Farinata (), socca (), torta di ceci (), or cecina () is a type of thin, unleavened pancake or crêpe made from chickpea flour. It originated in Italy and later became a typical food of the Ligurian Sea coast, from Nice to Sardinia and Elba islands.  It is also typical in Gibraltar, where it is called calentita.

History
The origin of the dish is unknown. One origin-story says farinata was invented by a group of Roman soldiers who roasted chickpea-flour on a shield.

Names
In standard Italian, the dish is called farinata ("made of flour") while in Ligurian, specifically in the Genoese dialect, it goes by the name of fainâ . In Massa is called "calda calda" that means "hot hot". In Nice and the Côte d'Azur, it is called socca, in Tuscany, cecina ("made of chickpeas") or torta di ceci ("chickpea pie") and in Sardinia fainè. In Uruguay and Argentina it is massively popular and is called fainá.

Cooking method
It is made by stirring chickpea flour into a mixture of water and olive oil to form a loose batter, pouring it into a pan to make a pancake typically 4mm thick, and baking it for a few minutes, traditionally in an open oven in a tin-plated copper baking-pan. Farinata may be seasoned with fresh rosemary, pepper and sea salt. Traditionally farinata is cut into irregularly shaped triangular slices, and eaten (with no toppings) on small plates with optional black pepper. Elsewhere in Italy - traditionally in Tuscany, where it is called cecina (from the Italian word for chickpea, ceci) - it is served stuffed into small focaccia (mainly in Pisa) or between two slices of bread, as it is traditional in Livorno. It is sold in pizzerias and bakeries.

Italian variations
On the Tuscan coast, south of Liguria, especially in the province of Pisa, Livorno, Lucca cecina, in Massa Carrara "calda calda" or, in Livorno, torta (di ceci) is baked (with no rosemary used for toppings).

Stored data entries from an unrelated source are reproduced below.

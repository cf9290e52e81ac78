use std::collections::BTreeMap;

use serde::{Deserialize, Serialize};

use crate::severity::{PerSeverity, Severity};
use crate::ConfigError;

/// How the release step ramps a throttled device back toward state 0 once
/// its linked power rail falls under (or over, with `high_power_check`) the
/// severity-indexed threshold.
#[derive(Debug, Clone, Copy, PartialEq, Eq, Serialize, Deserialize, Default)]
pub enum ReleaseLogic {
    /// Below budget decrements the step toward negative (extra throttling
    /// headroom); over budget resets to 0.
    Increase,
    /// Below budget increments the step; over budget resets to 0.
    Decrease,
    /// Below budget increments, over budget decrements. The only
    /// bidirectional ramp.
    Stepwise,
    /// Binary: 0 when over budget, max state otherwise.
    ReleaseToFloor,
    #[default]
    None,
}

impl std::fmt::Display for ReleaseLogic {
    fn fmt(&self, f: &mut std::fmt::Formatter<'_>) -> std::fmt::Result {
        write!(f, "{self:?}")
    }
}

/// Per-cooling-device throttling parameters bound to one sensor.
#[derive(Debug, Clone, Serialize, Deserialize)]
#[serde(default)]
pub struct BoundCdevConfig {
    /// PID distribution weight per severity. `None` or 0 excludes the device
    /// from PID allocation at that severity.
    pub cdev_weight_for_pid: PerSeverity<Option<f64>>,
    /// Severity-indexed hard-limit request table.
    pub limit_info: PerSeverity<usize>,
    /// Severity-indexed upper bound on the resolved request.
    pub cdev_ceiling: PerSeverity<usize>,
    /// Severity-indexed lower bound applied while a release step is active.
    pub cdev_floor_with_power_link: PerSeverity<usize>,
    /// Power rail whose measured power feeds allocation and release.
    pub power_rail: Option<String>,
    /// Severity-indexed release thresholds in mW.
    pub power_thresholds: PerSeverity<Option<f64>>,
    pub release_logic: ReleaseLogic,
    /// Invert the threshold comparison: "over budget" means below threshold.
    pub high_power_check: bool,
    /// Throttling decisions require live telemetry on the linked rail.
    pub throttling_with_power_link: bool,
    /// Max states released per cycle. `None` is unlimited.
    pub max_release_step: Option<usize>,
    /// Max states throttled per cycle. `None` is unlimited.
    pub max_throttle_step: Option<usize>,
    pub enabled: bool,
}

impl Default for BoundCdevConfig {
    fn default() -> Self {
        Self {
            cdev_weight_for_pid: [None; Severity::COUNT],
            limit_info: [0; Severity::COUNT],
            cdev_ceiling: [usize::MAX; Severity::COUNT],
            cdev_floor_with_power_link: [0; Severity::COUNT],
            power_rail: None,
            power_thresholds: [None; Severity::COUNT],
            release_logic: ReleaseLogic::None,
            high_power_check: false,
            throttling_with_power_link: false,
            max_release_step: None,
            max_throttle_step: None,
            enabled: true,
        }
    }
}

impl BoundCdevConfig {
    /// Whether any severity level carries a usable PID weight.
    pub fn has_pid_weight(&self) -> bool {
        self.cdev_weight_for_pid
            .iter()
            .any(|w| matches!(w, Some(weight) if *weight > 0.0))
    }

    /// Whether any severity level carries a hard limit.
    pub fn has_hard_limit(&self) -> bool {
        self.limit_info.iter().any(|limit| *limit > 0)
    }

    /// Whether the device participates in release/hysteresis ramping.
    pub fn has_release_threshold(&self) -> bool {
        self.power_rail.is_some() && self.power_thresholds.iter().any(Option::is_some)
    }
}

/// PID power-budget controller configuration for one sensor, with the set
/// of bound cooling devices and optional profiles that swap that set.
#[derive(Debug, Clone, Serialize, Deserialize)]
#[serde(default)]
pub struct ThrottlingConfig {
    /// Proportional gain applied when the error is negative (overshoot).
    pub k_po: PerSeverity<f64>,
    /// Proportional gain applied when the error is non-negative (undershoot).
    pub k_pu: PerSeverity<f64>,
    /// Integral gain for negative error.
    pub k_io: PerSeverity<f64>,
    /// Integral gain for positive error.
    pub k_iu: PerSeverity<f64>,
    pub k_d: PerSeverity<f64>,
    /// The integral accumulates only while the error is below this cutoff.
    pub i_cutoff: PerSeverity<f64>,
    /// Magnitude clamp on the integral accumulator.
    pub i_max: PerSeverity<f64>,
    /// Initial integral accumulator value.
    pub i_default: f64,
    /// Alternative integral seed: percentage of the summed bound-device
    /// power at their current aggregate votes. Takes precedence over
    /// `i_default` when set.
    pub i_default_pct: Option<f64>,
    /// Set-point power per severity state. Sparse: a sensor may configure
    /// set points for only a subset of levels.
    pub s_power: PerSeverity<Option<f64>>,
    pub min_alloc_power: PerSeverity<f64>,
    pub max_alloc_power: PerSeverity<f64>,
    /// Number of cycles over which a budget discontinuity at a severity
    /// state change is blended away. 0 disables blending.
    pub tran_cycle: u32,
    /// Rails whose severity-weighted measured power is subtracted from the
    /// total budget before distribution.
    pub excluded_power: BTreeMap<String, PerSeverity<f64>>,
    /// Default bound cooling-device map.
    pub bound_cdevs: BTreeMap<String, BoundCdevConfig>,
    /// Named profiles swapping the entire bound-device map.
    pub profiles: BTreeMap<String, BTreeMap<String, BoundCdevConfig>>,
}

impl Default for ThrottlingConfig {
    fn default() -> Self {
        Self {
            k_po: [0.0; Severity::COUNT],
            k_pu: [0.0; Severity::COUNT],
            k_io: [0.0; Severity::COUNT],
            k_iu: [0.0; Severity::COUNT],
            k_d: [0.0; Severity::COUNT],
            i_cutoff: [0.0; Severity::COUNT],
            i_max: [f64::MAX; Severity::COUNT],
            i_default: 0.0,
            i_default_pct: None,
            s_power: [None; Severity::COUNT],
            min_alloc_power: [0.0; Severity::COUNT],
            max_alloc_power: [f64::MAX; Severity::COUNT],
            tran_cycle: 0,
            excluded_power: BTreeMap::new(),
            bound_cdevs: BTreeMap::new(),
            profiles: BTreeMap::new(),
        }
    }
}

impl ThrottlingConfig {
    /// Bound-device map for `profile`, falling back to the default map when
    /// the profile is empty or unknown.
    pub fn bound_cdevs_for(&self, profile: &str) -> &BTreeMap<String, BoundCdevConfig> {
        self.profiles.get(profile).unwrap_or(&self.bound_cdevs)
    }
}

/// Predictor-driven PID compensation: weighted sum over predicted future
/// temperatures of (set point - prediction), scaled by a severity-indexed
/// gain.
#[derive(Debug, Clone, Serialize, Deserialize, Default)]
#[serde(default)]
pub struct PredictorConfig {
    pub prediction_weights: Vec<f64>,
    pub k_p_compensate: PerSeverity<f64>,
}

/// Immutable per-sensor configuration, loaded once at registration.
#[derive(Debug, Clone, Serialize, Deserialize)]
#[serde(default)]
pub struct SensorConfig {
    /// Set-point temperature per severity state.
    pub hot_thresholds: PerSeverity<f64>,
    /// Scale applied to raw predictor outputs before comparison against the
    /// set point.
    pub multiplier: f64,
    pub throttling: Option<ThrottlingConfig>,
    pub predictor: Option<PredictorConfig>,
}

impl Default for SensorConfig {
    fn default() -> Self {
        Self {
            hot_thresholds: [f64::MAX; Severity::COUNT],
            multiplier: 1.0,
            throttling: None,
            predictor: None,
        }
    }
}

impl SensorConfig {
    pub fn from_yaml_str(yaml: &str) -> Result<Self, ConfigError> {
        Ok(serde_yaml::from_str(yaml)?)
    }
}

#[cfg(test)]
mod tests {
    use super::*;
    use similar_asserts::assert_eq;

    #[test]
    fn bound_cdev_defaults_are_neutral() {
        let cfg = BoundCdevConfig::default();
        assert!(cfg.enabled);
        assert!(!cfg.has_pid_weight());
        assert!(!cfg.has_hard_limit());
        assert!(!cfg.has_release_threshold());
    }

    #[test]
    fn profile_lookup_falls_back_to_default_map() {
        let mut throttling = ThrottlingConfig::default();
        throttling
            .bound_cdevs
            .insert("cpu".into(), BoundCdevConfig::default());
        let mut quiet = BTreeMap::new();
        quiet.insert("gpu".into(), BoundCdevConfig::default());
        throttling.profiles.insert("quiet".into(), quiet);

        assert!(throttling.bound_cdevs_for("").contains_key("cpu"));
        assert!(throttling.bound_cdevs_for("unknown").contains_key("cpu"));
        assert!(throttling.bound_cdevs_for("quiet").contains_key("gpu"));
    }

    #[test]
    fn sensor_config_parses_from_yaml() {
        let yaml = r#"
hot_thresholds: [.inf, 35000.0, 40000.0, 45000.0, 50000.0, 55000.0, 60000.0]
multiplier: 0.001
throttling:
  k_po: [0.0, 0.0, 0.0, 1.2, 1.2, 1.2, 1.2]
  s_power: [null, null, null, 1500.0, 1200.0, 900.0, 600.0]
  tran_cycle: 3
  bound_cdevs:
    cpu-cluster:
      cdev_weight_for_pid: [null, null, null, 1.0, 1.0, 1.0, 1.0]
      power_rail: VDD_CPU
      release_logic: Decrease
"#;
        let config = SensorConfig::from_yaml_str(yaml).unwrap();
        assert_eq!(config.multiplier, 0.001);
        let throttling = config.throttling.unwrap();
        assert_eq!(throttling.tran_cycle, 3);
        assert_eq!(throttling.s_power[Severity::Severe.as_index()], Some(1500.0));
        let cpu = &throttling.bound_cdevs["cpu-cluster"];
        assert_eq!(cpu.power_rail.as_deref(), Some("VDD_CPU"));
        assert_eq!(cpu.release_logic, ReleaseLogic::Decrease);
        assert!(cpu.has_pid_weight());
    }

    #[test]
    fn yaml_errors_surface_as_config_errors() {
        let err = SensorConfig::from_yaml_str("hot_thresholds: [1.0]").unwrap_err();
        assert!(matches!(err, crate::ConfigError::Yaml(_)));
    }
}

In Sassari, Sardinia, due to the historical ties with Genoa, la fainé genovese (genoese fainé), is a typical dish.

In Savona province (near Genoa), a version of farinata called  (white farinata) is used. It is made with wheat flour instead of chickpea flour.

The name panissa or paniscia in Genoese indicates a solidified boiled polenta-like paste, made with the same ingredients as farinata. It can be cut into strips and fried, called panissette.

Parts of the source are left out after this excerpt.